[TRY IT]:
The word "metres" marks the lines to report; pull each of them from the listing.

========================================

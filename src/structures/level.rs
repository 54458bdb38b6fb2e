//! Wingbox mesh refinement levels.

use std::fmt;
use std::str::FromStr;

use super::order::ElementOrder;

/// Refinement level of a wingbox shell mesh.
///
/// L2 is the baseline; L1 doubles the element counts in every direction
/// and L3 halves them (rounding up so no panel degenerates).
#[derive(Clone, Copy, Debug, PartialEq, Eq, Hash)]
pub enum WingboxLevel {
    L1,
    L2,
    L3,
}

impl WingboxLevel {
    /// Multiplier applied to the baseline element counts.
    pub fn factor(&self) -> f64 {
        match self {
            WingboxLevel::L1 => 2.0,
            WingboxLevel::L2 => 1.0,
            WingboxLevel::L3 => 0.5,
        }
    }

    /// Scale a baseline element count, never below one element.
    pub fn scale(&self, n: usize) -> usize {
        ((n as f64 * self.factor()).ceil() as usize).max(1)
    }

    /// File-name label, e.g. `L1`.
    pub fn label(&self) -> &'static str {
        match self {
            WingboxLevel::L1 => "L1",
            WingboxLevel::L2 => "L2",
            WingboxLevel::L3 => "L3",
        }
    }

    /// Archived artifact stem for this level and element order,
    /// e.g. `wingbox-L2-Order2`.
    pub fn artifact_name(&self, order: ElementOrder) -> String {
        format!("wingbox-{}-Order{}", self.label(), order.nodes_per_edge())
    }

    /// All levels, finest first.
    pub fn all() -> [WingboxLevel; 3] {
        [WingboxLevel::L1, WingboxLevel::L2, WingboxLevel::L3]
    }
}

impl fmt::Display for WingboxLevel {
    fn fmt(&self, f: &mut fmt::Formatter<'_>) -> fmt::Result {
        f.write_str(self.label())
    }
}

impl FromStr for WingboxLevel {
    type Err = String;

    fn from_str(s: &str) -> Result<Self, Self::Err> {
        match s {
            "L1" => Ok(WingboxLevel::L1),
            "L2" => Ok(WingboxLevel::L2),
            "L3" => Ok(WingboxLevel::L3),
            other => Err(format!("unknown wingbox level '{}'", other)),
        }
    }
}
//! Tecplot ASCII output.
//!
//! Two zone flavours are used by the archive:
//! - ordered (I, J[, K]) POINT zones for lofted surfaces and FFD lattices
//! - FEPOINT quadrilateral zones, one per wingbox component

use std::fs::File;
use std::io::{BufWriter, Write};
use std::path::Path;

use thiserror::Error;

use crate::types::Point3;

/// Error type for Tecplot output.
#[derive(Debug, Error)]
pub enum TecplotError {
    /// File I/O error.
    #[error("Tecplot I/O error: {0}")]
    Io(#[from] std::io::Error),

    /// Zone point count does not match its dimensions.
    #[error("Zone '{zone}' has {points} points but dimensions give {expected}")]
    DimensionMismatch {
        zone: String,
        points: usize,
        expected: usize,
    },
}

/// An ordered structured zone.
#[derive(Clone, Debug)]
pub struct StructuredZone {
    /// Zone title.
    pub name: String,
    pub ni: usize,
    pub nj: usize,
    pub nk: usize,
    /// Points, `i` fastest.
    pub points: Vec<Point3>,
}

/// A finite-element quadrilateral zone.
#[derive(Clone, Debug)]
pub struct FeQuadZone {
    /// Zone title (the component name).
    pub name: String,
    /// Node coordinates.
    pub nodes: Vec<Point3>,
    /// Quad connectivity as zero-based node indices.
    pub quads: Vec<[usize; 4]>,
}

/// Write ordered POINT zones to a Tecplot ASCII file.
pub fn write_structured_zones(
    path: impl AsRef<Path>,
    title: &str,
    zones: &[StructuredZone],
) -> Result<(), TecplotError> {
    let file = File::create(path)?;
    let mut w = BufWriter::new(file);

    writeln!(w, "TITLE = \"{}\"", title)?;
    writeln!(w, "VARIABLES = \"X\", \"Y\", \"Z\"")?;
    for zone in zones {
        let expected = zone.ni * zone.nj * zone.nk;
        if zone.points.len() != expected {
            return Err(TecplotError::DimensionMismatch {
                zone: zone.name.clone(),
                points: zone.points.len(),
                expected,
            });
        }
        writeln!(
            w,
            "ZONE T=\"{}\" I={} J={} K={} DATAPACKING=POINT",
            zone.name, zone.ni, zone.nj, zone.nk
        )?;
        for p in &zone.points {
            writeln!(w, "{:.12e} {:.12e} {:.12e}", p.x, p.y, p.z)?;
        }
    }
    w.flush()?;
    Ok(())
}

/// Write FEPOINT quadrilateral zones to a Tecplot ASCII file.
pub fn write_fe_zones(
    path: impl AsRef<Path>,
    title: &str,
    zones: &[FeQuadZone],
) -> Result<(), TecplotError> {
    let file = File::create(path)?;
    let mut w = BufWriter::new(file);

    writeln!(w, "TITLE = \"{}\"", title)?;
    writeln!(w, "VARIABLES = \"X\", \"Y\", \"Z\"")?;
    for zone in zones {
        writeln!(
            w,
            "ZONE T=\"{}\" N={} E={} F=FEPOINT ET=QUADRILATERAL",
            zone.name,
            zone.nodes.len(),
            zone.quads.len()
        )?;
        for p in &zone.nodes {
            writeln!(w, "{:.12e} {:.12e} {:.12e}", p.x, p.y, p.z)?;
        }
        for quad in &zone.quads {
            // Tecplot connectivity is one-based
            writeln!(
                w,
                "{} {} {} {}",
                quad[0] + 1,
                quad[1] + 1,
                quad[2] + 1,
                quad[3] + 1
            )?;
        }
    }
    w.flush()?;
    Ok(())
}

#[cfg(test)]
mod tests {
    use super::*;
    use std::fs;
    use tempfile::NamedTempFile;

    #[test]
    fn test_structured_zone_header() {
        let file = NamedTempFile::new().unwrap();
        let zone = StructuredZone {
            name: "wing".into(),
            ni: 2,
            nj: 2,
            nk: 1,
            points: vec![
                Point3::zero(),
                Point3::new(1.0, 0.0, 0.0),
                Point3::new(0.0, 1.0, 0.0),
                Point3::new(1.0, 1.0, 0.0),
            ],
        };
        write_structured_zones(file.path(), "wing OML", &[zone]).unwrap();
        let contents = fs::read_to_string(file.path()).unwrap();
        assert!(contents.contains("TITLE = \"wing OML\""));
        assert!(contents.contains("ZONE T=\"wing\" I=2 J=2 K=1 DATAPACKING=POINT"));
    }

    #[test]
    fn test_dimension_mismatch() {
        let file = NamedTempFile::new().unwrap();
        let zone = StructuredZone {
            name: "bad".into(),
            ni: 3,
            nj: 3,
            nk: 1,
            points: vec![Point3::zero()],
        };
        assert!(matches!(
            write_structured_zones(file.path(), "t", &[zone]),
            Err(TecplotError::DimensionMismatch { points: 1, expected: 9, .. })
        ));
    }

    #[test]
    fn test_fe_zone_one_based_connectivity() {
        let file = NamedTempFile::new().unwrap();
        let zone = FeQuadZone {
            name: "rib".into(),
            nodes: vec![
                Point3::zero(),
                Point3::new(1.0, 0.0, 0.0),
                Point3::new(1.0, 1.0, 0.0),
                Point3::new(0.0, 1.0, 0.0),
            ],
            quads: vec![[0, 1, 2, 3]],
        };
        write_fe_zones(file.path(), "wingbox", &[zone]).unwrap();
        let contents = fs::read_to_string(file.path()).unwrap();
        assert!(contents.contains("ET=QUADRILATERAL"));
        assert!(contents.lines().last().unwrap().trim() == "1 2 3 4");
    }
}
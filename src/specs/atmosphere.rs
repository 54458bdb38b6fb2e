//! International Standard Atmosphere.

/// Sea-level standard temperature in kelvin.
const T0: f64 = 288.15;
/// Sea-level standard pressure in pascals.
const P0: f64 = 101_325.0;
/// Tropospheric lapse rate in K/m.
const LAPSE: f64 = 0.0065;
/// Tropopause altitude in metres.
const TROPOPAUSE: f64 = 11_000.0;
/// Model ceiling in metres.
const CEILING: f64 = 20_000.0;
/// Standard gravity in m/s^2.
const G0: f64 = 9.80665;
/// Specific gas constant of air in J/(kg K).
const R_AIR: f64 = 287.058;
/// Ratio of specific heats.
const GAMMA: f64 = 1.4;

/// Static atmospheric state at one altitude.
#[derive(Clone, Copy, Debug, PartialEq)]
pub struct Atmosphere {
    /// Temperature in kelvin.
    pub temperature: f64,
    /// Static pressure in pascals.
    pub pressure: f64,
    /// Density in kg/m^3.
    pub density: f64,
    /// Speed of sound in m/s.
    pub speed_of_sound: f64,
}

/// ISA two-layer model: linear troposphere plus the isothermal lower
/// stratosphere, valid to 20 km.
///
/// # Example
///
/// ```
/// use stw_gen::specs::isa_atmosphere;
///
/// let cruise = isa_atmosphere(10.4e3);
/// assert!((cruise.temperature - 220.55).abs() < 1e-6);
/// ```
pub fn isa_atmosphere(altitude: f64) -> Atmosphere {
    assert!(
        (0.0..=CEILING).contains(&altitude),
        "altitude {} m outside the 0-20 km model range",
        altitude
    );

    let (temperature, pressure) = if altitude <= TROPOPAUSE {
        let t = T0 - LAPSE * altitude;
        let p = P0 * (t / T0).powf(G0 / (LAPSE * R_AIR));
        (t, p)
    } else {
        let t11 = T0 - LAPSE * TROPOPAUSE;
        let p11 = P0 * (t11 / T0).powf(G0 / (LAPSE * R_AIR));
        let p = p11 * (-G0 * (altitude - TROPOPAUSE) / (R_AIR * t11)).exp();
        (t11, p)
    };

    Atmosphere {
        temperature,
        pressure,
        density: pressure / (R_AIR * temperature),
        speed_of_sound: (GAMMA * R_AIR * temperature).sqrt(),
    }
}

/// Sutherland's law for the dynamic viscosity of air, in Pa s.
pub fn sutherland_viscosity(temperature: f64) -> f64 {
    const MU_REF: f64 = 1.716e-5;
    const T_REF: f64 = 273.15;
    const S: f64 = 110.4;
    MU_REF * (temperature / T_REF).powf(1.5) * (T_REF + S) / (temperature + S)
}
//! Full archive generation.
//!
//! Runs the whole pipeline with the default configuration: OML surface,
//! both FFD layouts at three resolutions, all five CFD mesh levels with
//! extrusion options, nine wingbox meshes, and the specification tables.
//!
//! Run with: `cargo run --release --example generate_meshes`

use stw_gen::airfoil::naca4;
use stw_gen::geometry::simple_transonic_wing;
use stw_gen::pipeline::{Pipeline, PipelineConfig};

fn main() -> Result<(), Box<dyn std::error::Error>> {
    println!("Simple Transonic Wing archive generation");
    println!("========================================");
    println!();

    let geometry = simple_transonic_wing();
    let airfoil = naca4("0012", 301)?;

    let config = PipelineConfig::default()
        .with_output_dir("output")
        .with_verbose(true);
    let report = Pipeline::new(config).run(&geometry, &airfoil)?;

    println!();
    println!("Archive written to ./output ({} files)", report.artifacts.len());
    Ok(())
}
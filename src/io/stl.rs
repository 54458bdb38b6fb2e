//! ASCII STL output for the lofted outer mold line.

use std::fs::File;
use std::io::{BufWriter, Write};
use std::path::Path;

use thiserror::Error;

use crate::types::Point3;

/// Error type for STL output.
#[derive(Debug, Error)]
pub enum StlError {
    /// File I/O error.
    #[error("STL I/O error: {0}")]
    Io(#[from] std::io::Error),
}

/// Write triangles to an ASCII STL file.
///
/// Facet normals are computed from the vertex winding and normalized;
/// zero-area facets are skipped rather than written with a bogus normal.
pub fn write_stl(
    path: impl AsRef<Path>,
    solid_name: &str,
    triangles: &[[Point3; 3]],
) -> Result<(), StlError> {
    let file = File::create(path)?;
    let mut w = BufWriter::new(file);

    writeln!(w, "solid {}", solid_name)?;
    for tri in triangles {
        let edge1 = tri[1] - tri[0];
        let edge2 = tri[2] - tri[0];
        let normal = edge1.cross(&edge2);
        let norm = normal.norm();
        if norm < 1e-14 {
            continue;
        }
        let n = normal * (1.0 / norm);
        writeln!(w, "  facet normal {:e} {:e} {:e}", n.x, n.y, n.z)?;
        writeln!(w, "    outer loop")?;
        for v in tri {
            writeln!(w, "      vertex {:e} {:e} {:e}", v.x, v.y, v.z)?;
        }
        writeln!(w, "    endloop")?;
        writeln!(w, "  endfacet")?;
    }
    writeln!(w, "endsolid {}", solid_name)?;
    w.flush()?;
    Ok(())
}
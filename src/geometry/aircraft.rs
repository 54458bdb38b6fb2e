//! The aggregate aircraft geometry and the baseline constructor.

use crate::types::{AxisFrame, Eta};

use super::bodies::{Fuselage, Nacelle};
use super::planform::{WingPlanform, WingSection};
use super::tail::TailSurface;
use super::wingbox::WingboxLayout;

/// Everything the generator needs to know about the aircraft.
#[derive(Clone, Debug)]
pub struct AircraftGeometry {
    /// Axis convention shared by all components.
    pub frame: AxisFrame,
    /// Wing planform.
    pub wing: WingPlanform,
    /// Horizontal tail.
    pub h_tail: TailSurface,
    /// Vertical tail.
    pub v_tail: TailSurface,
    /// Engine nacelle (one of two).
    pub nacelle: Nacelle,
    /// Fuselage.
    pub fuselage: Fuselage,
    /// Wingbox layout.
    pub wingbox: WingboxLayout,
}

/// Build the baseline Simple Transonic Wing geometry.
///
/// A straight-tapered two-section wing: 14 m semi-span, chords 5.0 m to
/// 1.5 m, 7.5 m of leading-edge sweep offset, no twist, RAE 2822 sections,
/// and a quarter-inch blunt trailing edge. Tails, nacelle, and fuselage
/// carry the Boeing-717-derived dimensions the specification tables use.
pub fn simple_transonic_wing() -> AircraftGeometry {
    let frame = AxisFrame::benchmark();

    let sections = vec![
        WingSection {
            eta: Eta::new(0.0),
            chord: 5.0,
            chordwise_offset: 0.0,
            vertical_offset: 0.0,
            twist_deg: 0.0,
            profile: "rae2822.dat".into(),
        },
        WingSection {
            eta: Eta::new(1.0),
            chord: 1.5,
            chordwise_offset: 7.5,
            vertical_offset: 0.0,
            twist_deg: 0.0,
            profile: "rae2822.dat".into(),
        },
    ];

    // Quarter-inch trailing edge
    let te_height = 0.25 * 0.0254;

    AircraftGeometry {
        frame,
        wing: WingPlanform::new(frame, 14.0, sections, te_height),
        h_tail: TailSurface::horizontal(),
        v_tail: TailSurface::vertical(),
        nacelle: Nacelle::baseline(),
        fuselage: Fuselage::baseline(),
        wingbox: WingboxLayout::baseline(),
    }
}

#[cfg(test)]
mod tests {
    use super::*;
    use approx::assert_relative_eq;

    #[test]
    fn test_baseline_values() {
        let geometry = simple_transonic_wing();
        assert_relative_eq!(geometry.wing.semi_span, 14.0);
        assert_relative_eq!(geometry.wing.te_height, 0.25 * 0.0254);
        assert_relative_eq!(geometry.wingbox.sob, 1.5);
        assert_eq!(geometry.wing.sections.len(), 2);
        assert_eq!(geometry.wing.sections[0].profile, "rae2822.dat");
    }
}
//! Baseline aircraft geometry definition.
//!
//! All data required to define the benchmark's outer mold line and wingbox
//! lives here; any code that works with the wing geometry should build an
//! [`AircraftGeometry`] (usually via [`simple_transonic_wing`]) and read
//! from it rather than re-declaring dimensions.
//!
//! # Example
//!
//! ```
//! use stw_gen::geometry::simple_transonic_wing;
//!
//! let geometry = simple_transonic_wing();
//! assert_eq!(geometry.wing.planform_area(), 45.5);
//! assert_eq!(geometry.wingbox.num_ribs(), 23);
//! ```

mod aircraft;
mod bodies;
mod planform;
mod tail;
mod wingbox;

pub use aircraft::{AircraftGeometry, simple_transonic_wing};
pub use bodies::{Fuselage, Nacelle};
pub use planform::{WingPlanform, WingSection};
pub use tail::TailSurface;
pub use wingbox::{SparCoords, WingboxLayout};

========================================

[FINISHED EXERCISE]:
/// Tropopause altitude in metres.
/// Model ceiling in metres.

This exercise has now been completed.